§ **What is required**: Once you have read the records below, print them again exactly as they stand.

___ Data excerpts ___

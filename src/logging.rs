//! Conditional tracing macros.
//!
//! With the `logging` feature enabled these forward to [`tracing`];
//! without it they compile to no-ops and the arguments are never
//! evaluated.

/// Per-value marshaling detail.
#[cfg(feature = "logging")]
macro_rules! log_trace {
    ($($arg:tt)*) => { tracing::trace!($($arg)*) }
}

#[cfg(not(feature = "logging"))]
macro_rules! log_trace {
    ($($arg:tt)*) => {};
}

/// Call-boundary events (one per host or guest invocation).
#[cfg(feature = "logging")]
macro_rules! log_debug {
    ($($arg:tt)*) => { tracing::debug!($($arg)*) }
}

#[cfg(not(feature = "logging"))]
macro_rules! log_debug {
    ($($arg:tt)*) => {};
}

pub(crate) use log_debug as debug;
pub(crate) use log_trace as trace;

___

§ **Result for this task**:
filename src/logging.rs
//! Conditional tracing macros.
//!
//! With the `logging` feature enabled these forward to [`tracing`];
//! without it they compile to no-ops and the arguments are never
//! evaluated.

/// Per-value marshaling detail.
#[cfg(feature = "logging")]
macro_rules! log_trace {
    ($($arg:tt)*) => { tracing::trace!($($arg)*) }
}

#[cfg(not(feature = "logging"))]
macro_rules! log_trace {
    ($($arg:tt)*) => {};
}

/// Call-boundary events (one per host or guest invocation).
#[cfg(feature = "logging")]
macro_rules! log_debug {
    ($($arg:tt)*) => { tracing::debug!($($arg)*) }
}

#[cfg(not(feature = "logging"))]
macro_rules! log_debug {
    ($($arg:tt)*) => {};
}

pub(crate) use log_debug as debug;
pub(crate) use log_trace as trace;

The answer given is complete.